» Data for this exercise:
┌──
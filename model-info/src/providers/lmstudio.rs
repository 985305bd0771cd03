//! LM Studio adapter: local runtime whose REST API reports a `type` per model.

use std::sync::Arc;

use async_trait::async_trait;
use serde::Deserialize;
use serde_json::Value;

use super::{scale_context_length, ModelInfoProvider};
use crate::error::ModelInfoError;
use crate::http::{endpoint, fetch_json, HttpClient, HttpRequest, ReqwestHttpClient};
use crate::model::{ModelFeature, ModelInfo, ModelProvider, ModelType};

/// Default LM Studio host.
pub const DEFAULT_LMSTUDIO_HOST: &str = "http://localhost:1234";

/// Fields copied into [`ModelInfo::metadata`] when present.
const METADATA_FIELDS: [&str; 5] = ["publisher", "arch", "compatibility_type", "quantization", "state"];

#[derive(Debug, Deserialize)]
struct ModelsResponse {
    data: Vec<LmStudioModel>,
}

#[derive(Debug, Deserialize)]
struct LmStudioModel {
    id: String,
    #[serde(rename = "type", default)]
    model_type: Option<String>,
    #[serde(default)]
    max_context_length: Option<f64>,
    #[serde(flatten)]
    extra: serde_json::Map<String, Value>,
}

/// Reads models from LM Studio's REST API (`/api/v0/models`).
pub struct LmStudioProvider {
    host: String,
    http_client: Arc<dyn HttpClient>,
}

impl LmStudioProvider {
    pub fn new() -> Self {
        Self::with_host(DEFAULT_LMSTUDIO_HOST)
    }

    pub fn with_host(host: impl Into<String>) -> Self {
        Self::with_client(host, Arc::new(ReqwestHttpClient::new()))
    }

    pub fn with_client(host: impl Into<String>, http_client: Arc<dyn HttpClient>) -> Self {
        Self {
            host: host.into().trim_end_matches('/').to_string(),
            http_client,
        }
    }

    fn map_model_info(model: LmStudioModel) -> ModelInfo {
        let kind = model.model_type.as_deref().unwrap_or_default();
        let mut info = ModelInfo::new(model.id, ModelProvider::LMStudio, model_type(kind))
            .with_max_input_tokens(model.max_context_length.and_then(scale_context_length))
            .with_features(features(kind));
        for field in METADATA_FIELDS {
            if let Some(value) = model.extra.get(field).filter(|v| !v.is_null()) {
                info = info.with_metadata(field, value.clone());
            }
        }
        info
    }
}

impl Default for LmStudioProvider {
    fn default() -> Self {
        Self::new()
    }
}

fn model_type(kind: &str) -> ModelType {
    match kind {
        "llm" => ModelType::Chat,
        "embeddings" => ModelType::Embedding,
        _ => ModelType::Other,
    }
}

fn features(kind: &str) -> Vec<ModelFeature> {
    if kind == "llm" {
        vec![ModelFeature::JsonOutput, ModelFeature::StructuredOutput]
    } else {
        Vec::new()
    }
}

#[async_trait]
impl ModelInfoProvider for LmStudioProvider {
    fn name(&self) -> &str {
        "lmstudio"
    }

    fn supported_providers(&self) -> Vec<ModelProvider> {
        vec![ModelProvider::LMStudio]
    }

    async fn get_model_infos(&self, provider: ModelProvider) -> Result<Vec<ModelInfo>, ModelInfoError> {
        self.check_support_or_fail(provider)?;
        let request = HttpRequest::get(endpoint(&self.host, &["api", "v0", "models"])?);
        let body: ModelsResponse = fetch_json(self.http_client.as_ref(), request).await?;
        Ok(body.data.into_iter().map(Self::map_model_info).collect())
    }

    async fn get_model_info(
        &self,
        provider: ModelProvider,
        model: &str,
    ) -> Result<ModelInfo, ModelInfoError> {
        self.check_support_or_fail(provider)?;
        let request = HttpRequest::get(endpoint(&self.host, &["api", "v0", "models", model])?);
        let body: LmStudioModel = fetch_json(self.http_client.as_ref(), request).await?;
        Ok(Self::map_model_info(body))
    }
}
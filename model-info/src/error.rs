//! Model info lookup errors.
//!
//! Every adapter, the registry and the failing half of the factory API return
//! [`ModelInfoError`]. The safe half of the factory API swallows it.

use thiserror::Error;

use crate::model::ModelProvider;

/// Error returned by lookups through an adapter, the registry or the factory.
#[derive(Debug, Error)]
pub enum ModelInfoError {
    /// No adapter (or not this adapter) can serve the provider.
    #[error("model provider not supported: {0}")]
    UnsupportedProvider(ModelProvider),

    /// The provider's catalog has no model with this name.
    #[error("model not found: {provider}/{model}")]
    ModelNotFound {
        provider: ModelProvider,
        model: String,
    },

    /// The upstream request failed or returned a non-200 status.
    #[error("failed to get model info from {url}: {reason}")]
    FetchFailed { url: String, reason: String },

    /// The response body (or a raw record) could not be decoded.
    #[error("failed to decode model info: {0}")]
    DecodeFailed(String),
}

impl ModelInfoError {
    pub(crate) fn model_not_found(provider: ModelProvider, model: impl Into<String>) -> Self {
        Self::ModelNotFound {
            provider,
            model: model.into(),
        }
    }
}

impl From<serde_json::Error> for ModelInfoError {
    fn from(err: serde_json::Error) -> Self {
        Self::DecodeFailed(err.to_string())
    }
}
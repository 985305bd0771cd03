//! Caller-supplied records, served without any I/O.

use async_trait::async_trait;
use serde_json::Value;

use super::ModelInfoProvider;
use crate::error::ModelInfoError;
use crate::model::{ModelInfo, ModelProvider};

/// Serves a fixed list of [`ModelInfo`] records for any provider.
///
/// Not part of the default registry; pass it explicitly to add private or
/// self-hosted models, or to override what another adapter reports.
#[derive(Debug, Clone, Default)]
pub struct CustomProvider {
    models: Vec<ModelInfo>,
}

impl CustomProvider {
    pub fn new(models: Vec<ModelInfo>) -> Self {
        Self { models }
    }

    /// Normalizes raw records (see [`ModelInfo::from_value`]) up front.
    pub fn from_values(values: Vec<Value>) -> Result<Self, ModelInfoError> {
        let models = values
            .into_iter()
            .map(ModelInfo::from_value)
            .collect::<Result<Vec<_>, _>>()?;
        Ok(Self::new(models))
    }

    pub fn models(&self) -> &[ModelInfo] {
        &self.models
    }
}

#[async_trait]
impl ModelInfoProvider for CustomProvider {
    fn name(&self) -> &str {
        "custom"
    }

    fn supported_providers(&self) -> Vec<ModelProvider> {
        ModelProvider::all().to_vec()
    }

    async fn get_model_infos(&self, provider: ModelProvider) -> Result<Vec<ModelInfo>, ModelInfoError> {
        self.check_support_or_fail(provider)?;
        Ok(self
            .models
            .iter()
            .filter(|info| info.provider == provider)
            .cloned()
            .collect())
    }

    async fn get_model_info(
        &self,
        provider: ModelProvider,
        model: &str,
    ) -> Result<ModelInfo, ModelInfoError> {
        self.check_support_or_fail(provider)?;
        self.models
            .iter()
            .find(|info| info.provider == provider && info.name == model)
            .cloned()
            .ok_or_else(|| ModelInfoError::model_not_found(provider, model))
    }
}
└──
» Problem to solve:
Reproduce the material verbatim, line by line.

» Task result:
filename model-info/src/providers/lmstudio.rs
repository 985305bd0771cd03
//! LM Studio adapter: local runtime whose REST API reports a `type` per model.

use std::sync::Arc;

use async_trait::async_trait;
use serde::Deserialize;
use serde_json::Value;

use super::{scale_context_length, ModelInfoProvider};
use crate::error::ModelInfoError;
use crate::http::{endpoint, fetch_json, HttpClient, HttpRequest, ReqwestHttpClient};
use crate::model::{ModelFeature, ModelInfo, ModelProvider, ModelType};

/// Default LM Studio host.
pub const DEFAULT_LMSTUDIO_HOST: &str = "http://localhost:1234";

/// Fields copied into [`ModelInfo::metadata`] when present.
const METADATA_FIELDS: [&str; 5] = ["publisher", "arch", "compatibility_type", "quantization", "state"];

#[derive(Debug, Deserialize)]
struct ModelsResponse {
    data: Vec<LmStudioModel>,
}

#[derive(Debug, Deserialize)]
struct LmStudioModel {
    id: String,
    #[serde(rename = "type", default)]
    model_type: Option<String>,
    #[serde(default)]
    max_context_length: Option<f64>,
    #[serde(flatten)]
    extra: serde_json::Map<String, Value>,
}

/// Reads models from LM Studio's REST API (`/api/v0/models`).
pub struct LmStudioProvider {
    host: String,
    http_client: Arc<dyn HttpClient>,
}

impl LmStudioProvider {
    pub fn new() -> Self {
        Self::with_host(DEFAULT_LMSTUDIO_HOST)
    }

    pub fn with_host(host: impl Into<String>) -> Self {
        Self::with_client(host, Arc::new(ReqwestHttpClient::new()))
    }

    pub fn with_client(host: impl Into<String>, http_client: Arc<dyn HttpClient>) -> Self {
        Self {
            host: host.into().trim_end_matches('/').to_string(),
            http_client,
        }
    }

    fn map_model_info(model: LmStudioModel) -> ModelInfo {
        let kind = model.model_type.as_deref().unwrap_or_default();
        let mut info = ModelInfo::new(model.id, ModelProvider::LMStudio, model_type(kind))
            .with_max_input_tokens(model.max_context_length.and_then(scale_context_length))
            .with_features(features(kind));
        for field in METADATA_FIELDS {
            if let Some(value) = model.extra.get(field).filter(|v| !v.is_null()) {
                info = info.with_metadata(field, value.clone());
            }
        }
        info
    }
}

impl Default for LmStudioProvider {
    fn default() -> Self {
        Self::new()
    }
}

fn model_type(kind: &str) -> ModelType {
    match kind {
        "llm" => ModelType::Chat,
        "embeddings" => ModelType::Embedding,
        _ => ModelType::Other,
    }
}

fn features(kind: &str) -> Vec<ModelFeature> {
    if kind == "llm" {
        vec![ModelFeature::JsonOutput, ModelFeature::StructuredOutput]
    } else {
        Vec::new()
    }
}

#[async_trait]
impl ModelInfoProvider for LmStudioProvider {
    fn name(&self) -> &str {
        "lmstudio"
    }

    fn supported_providers(&self) -> Vec<ModelProvider> {
        vec![ModelProvider::LMStudio]
    }

    async fn get_model_infos(&self, provider: ModelProvider) -> Result<Vec<ModelInfo>, ModelInfoError> {
        self.check_support_or_fail(provider)?;
        let request = HttpRequest::get(endpoint(&self.host, &["api", "v0", "models"])?);
        let body: ModelsResponse = fetch_json(self.http_client.as_ref(), request).await?;
        Ok(body.data.into_iter().map(Self::map_model_info).collect())
    }

    async fn get_model_info(
        &self,
        provider: ModelProvider,
        model: &str,
    ) -> Result<ModelInfo, ModelInfoError> {
        self.check_support_or_fail(provider)?;
        let request = HttpRequest::get(endpoint(&self.host, &["api", "v0", "models", model])?);
        let body: LmStudioModel = fetch_json(self.http_client.as_ref(), request).await?;
        Ok(Self::map_model_info(body))
    }
}
filename model-info/src/error.rs
//! Model info lookup errors.
//!
//! Every adapter, the registry and the failing half of the factory API return
//! [`ModelInfoError`]. The safe half of the factory API swallows it.

use thiserror::Error;

use crate::model::ModelProvider;

/// Error returned by lookups through an adapter, the registry or the factory.
#[derive(Debug, Error)]
pub enum ModelInfoError {
    /// No adapter (or not this adapter) can serve the provider.
    #[error("model provider not supported: {0}")]
    UnsupportedProvider(ModelProvider),

    /// The provider's catalog has no model with this name.
    #[error("model not found: {provider}/{model}")]
    ModelNotFound {
        provider: ModelProvider,
        model: String,
    },

    /// The upstream request failed or returned a non-200 status.
    #[error("failed to get model info from {url}: {reason}")]
    FetchFailed { url: String, reason: String },

    /// The response body (or a raw record) could not be decoded.
    #[error("failed to decode model info: {0}")]
    DecodeFailed(String),
}

impl ModelInfoError {
    pub(crate) fn model_not_found(provider: ModelProvider, model: impl Into<String>) -> Self {
        Self::ModelNotFound {
            provider,
            model: model.into(),
        }
    }
}

impl From<serde_json::Error> for ModelInfoError {
    fn from(err: serde_json::Error) -> Self {
        Self::DecodeFailed(err.to_string())
    }
}
repository 985305bd0771cd03
//! Caller-supplied records, served without any I/O.

use async_trait::async_trait;
use serde_json::Value;

use super::ModelInfoProvider;
use crate::error::ModelInfoError;
use crate::model::{ModelInfo, ModelProvider};

/// Serves a fixed list of [`ModelInfo`] records for any provider.
///
/// Not part of the default registry; pass it explicitly to add private or
/// self-hosted models, or to override what another adapter reports.
#[derive(Debug, Clone, Default)]
pub struct CustomProvider {
    models: Vec<ModelInfo>,
}

impl CustomProvider {
    pub fn new(models: Vec<ModelInfo>) -> Self {
        Self { models }
    }

    /// Normalizes raw records (see [`ModelInfo::from_value`]) up front.
    pub fn from_values(values: Vec<Value>) -> Result<Self, ModelInfoError> {
        let models = values
            .into_iter()
            .map(ModelInfo::from_value)
            .collect::<Result<Vec<_>, _>>()?;
        Ok(Self::new(models))
    }

    pub fn models(&self) -> &[ModelInfo] {
        &self.models
    }
}

#[async_trait]
impl ModelInfoProvider for CustomProvider {
    fn name(&self) -> &str {
        "custom"
    }

    fn supported_providers(&self) -> Vec<ModelProvider> {
        ModelProvider::all().to_vec()
    }

    async fn get_model_infos(&self, provider: ModelProvider) -> Result<Vec<ModelInfo>, ModelInfoError> {
        self.check_support_or_fail(provider)?;
        Ok(self
            .models
            .iter()
            .filter(|info| info.provider == provider)
            .cloned()
            .collect())
    }

    async fn get_model_info(
        &self,
        provider: ModelProvider,
        model: &str,
    ) -> Result<ModelInfo, ModelInfoError> {
        self.check_support_or_fail(provider)?;
        self.models
            .iter()
            .find(|info| info.provider == provider && info.name == model)
            .cloned()
            .ok_or_else(|| ModelInfoError::model_not_found(provider, model))
    }
}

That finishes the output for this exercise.